Laclede Gas provides administrative and general support to affiliates. All such costs, which are not material, are billed to the appropriate affiliates. Also, Laclede Group may charge or reimburse Laclede Gas for certain tax-related amounts. Unpaid balances relating to these activities are reflected in the Laclede Gas Balance Sheets as Accounts receivable-Associated companies or as Accounts payable-associated companies. Additionally, Laclede Gas may borrow funds from Laclede Group. Unpaid balances relating to this arrangement, if any, are reflected in Notes payable-associated companies. Laclede Gas had outstanding borrowings from Laclede Group under a revolving credit note of $37.1 million and $52.9 million, at September 30, 2012 and 2011, respectively.
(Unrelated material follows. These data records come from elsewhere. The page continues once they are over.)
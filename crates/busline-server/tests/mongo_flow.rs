//! End-to-end flows against a live MongoDB.
//!
//! Run with: cargo test -- --ignored
//! MONGODB_URI overrides the default localhost instance. Each test uses a
//! throwaway database that is dropped at the end.

use axum::body::Body;
use axum::http::{header, Request, StatusCode};
use http_body_util::BodyExt;
use mongodb::bson::doc;
use std::sync::Arc;
use tower::ServiceExt;

use busline::db::collections;
use busline::MongoDb;
use busline_server::config::Config;
use busline_server::routes::build_router;
use busline_server::state::AppState;

fn mongo_uri() -> String {
    std::env::var("MONGODB_URI").unwrap_or_else(|_| "mongodb://localhost:27017".to_string())
}

fn test_config(db_name: &str) -> Config {
    Config {
        database_url: mongo_uri(),
        database_name: db_name.to_string(),
        ..Config::default()
    }
}

fn unique_db_name(prefix: &str) -> String {
    format!("{}_{}", prefix, uuid::Uuid::new_v4().simple())
}

async fn body_json(response: axum::response::Response) -> serde_json::Value {
    let bytes = response.into_body().collect().await.unwrap().to_bytes();
    serde_json::from_slice(&bytes).unwrap()
}

fn post_json(uri: &str, body: &str) -> Request<Body> {
    Request::builder()
        .method("POST")
        .uri(uri)
        .header(header::CONTENT_TYPE, "application/json")
        .body(Body::from(body.to_string()))
        .unwrap()
}

/// Extract the session cookie's name=value pair from a login response
fn session_cookie(response: &axum::response::Response) -> String {
    let set_cookie = response
        .headers()
        .get(header::SET_COOKIE)
        .expect("login should set a cookie")
        .to_str()
        .unwrap();
    set_cookie.split(';').next().unwrap().to_string()
}

#[tokio::test]
#[ignore = "requires a running MongoDB instance"]
async fn test_register_login_session_logout_flow() {
    let db_name = unique_db_name("busline_auth_test");
    let app = build_router(Arc::new(AppState::new(test_config(&db_name))));

    // Fresh username registers cleanly.
    let response = app
        .clone()
        .oneshot(post_json(
            "/register",
            r#"{"username": "ada", "password": "difference-engine"}"#,
        ))
        .await
        .unwrap();
    assert_eq!(response.status(), StatusCode::CREATED);

    // Second registration with the same username conflicts.
    let response = app
        .clone()
        .oneshot(post_json(
            "/register",
            r#"{"username": "ada", "password": "other-password"}"#,
        ))
        .await
        .unwrap();
    assert_eq!(response.status(), StatusCode::BAD_REQUEST);
    assert_eq!(body_json(response).await["error"], "Username already exists");

    // The stored document holds a hash, never the plaintext.
    let db = MongoDb::connect(&mongo_uri(), &db_name).await.unwrap();
    let user = db
        .collection::<mongodb::bson::Document>(collections::USERS)
        .find_one(doc! { "username": "ada" }, None)
        .await
        .unwrap()
        .expect("user should be stored");
    let stored_hash = user.get_str("password_hash").unwrap();
    assert_ne!(stored_hash, "difference-engine");
    assert!(!stored_hash.contains("difference-engine"));

    // Wrong password and unknown username fail with the identical message.
    let response = app
        .clone()
        .oneshot(post_json(
            "/login",
            r#"{"username": "ada", "password": "wrong"}"#,
        ))
        .await
        .unwrap();
    assert_eq!(response.status(), StatusCode::BAD_REQUEST);
    let wrong_password_body = body_json(response).await;

    let response = app
        .clone()
        .oneshot(post_json(
            "/login",
            r#"{"username": "nobody", "password": "difference-engine"}"#,
        ))
        .await
        .unwrap();
    assert_eq!(response.status(), StatusCode::BAD_REQUEST);
    let unknown_user_body = body_json(response).await;

    assert_eq!(wrong_password_body, unknown_user_body);
    assert_eq!(wrong_password_body["error"], "Invalid username or password");

    // Correct credentials establish a session.
    let response = app
        .clone()
        .oneshot(post_json(
            "/login",
            r#"{"username": "ada", "password": "difference-engine"}"#,
        ))
        .await
        .unwrap();
    assert_eq!(response.status(), StatusCode::OK);
    let cookie = session_cookie(&response);

    // The session resolves to the logged-in user.
    let response = app
        .clone()
        .oneshot(
            Request::builder()
                .uri("/session")
                .header(header::COOKIE, &cookie)
                .body(Body::empty())
                .unwrap(),
        )
        .await
        .unwrap();
    assert_eq!(response.status(), StatusCode::OK);
    assert_eq!(body_json(response).await["user"]["username"], "ada");

    // Logout destroys the session.
    let response = app
        .clone()
        .oneshot(
            Request::builder()
                .method("POST")
                .uri("/logout")
                .header(header::COOKIE, &cookie)
                .body(Body::empty())
                .unwrap(),
        )
        .await
        .unwrap();
    assert_eq!(response.status(), StatusCode::OK);

    let response = app
        .clone()
        .oneshot(
            Request::builder()
                .uri("/session")
                .header(header::COOKIE, &cookie)
                .body(Body::empty())
                .unwrap(),
        )
        .await
        .unwrap();
    assert_eq!(response.status(), StatusCode::UNAUTHORIZED);

    db.db().drop(None).await.unwrap();
}

#[tokio::test]
#[ignore = "requires a running MongoDB instance"]
async fn test_catalog_endpoints_pass_documents_through() {
    let db_name = unique_db_name("busline_catalog_test");
    let app = build_router(Arc::new(AppState::new(test_config(&db_name))));

    let db = MongoDb::connect(&mongo_uri(), &db_name).await.unwrap();
    db.collection::<mongodb::bson::Document>(collections::CITIES)
        .insert_one(doc! { "name": "Hamburg", "zone": 1 }, None)
        .await
        .unwrap();
    db.collection::<mongodb::bson::Document>(collections::ROUTES)
        .insert_one(
            doc! { "line": "M5", "stops": ["Hauptbahnhof", "Dammtor"] },
            None,
        )
        .await
        .unwrap();

    let response = app
        .clone()
        .oneshot(
            Request::builder()
                .uri("/cities")
                .body(Body::empty())
                .unwrap(),
        )
        .await
        .unwrap();
    assert_eq!(response.status(), StatusCode::OK);
    let first_read = body_json(response).await;
    let cities = first_read.as_array().unwrap();
    assert_eq!(cities.len(), 1);
    assert_eq!(cities[0]["name"], "Hamburg");
    assert_eq!(cities[0]["zone"], 1);

    // A second read with no intervening writes returns identical results.
    let response = app
        .clone()
        .oneshot(
            Request::builder()
                .uri("/cities")
                .body(Body::empty())
                .unwrap(),
        )
        .await
        .unwrap();
    assert_eq!(body_json(response).await, first_read);

    let response = app
        .clone()
        .oneshot(
            Request::builder()
                .uri("/routes")
                .body(Body::empty())
                .unwrap(),
        )
        .await
        .unwrap();
    assert_eq!(response.status(), StatusCode::OK);
    let routes = body_json(response).await;
    let routes = routes.as_array().unwrap();
    assert_eq!(routes.len(), 1);
    assert_eq!(routes[0]["line"], "M5");

    db.db().drop(None).await.unwrap();
}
The interest rate on these borrowings was 0.2% and 0.3% at September 30, 2012 and 2011, respectively. Advances under this note are due and payable on demand.
NATURE OF OPERATIONS
NATURE OF OPERATIONS - Laclede Gas is a public utility engaged in the retail distribution of natural gas. Laclede Gas serves an area in eastern Missouri, with a population of approximately 2.2 million, including the City of St. Louis and parts of ten counties in eastern Missouri. As an adjunct to its gas distribution business, Laclede Gas operates an underground natural gas storage field. The non-regulated activities of Laclede Gas are described in Note 11, Information by Operating Segment, and are included in the Non-Regulated Other column.
USE OF ESTIMATES
USE OF ESTIMATES - The preparation of financial statements in conformity with accounting principles generally accepted in the United States of America requires management to make estimates and assumptions that affect the reported amounts of assets and liabilities and disclosure of contingent assets and liabilities at the date of the financial statements and the reported amounts of revenues and expenses during the reporting periods. Actual results could differ from those estimates.
SYSTEM OF ACCOUNTS
SYSTEM OF ACCOUNTS - The accounts of Laclede Gas are maintained in accordance with the Uniform System of Accounts prescribed by the Missouri Public Service Commission (MoPSC or Commission), which system substantially conforms to that prescribed by the Federal Energy Regulatory Commission (FERC).
UTILITY PLANT, DEPRECIATION AND AMORTIZATION
UTILITY PLANT, DEPRECIATION AND AMORTIZATION - Utility plant is stated at original cost. The cost of additions to utility plant includes contracted work, direct labor and materials, allocable overheads, and an allowance for funds used during construction. The costs of units of property retired, replaced, or renewed are removed from utility plant and are charged to accumulated depreciation. Maintenance and repairs of property and replacement and renewal of items determined to be less than units of property are charged to maintenance expenses.
Utility plant is depreciated on a straight-line basis at rates based on estimated service lives of the various classes of property. In fiscal years 2012, 2011, and 2010, annual depreciation and amortization expense averaged 3.1% of the original cost of depreciable and amortizable property.
The Utility’s capital expenditures were $106.7 million, $67.3 million, and $56.2 million for fiscal years 2012, 2011, and 2010, respectively. Additionally, the Utility had recorded accruals for capital expenditures totaling $9.7 million at September 30, 2012, $8.2 million at September 30, 2011, and $2.2 million at September 30, 2010. Accrued capital expenditures are excluded from the Statements of Cash Flows.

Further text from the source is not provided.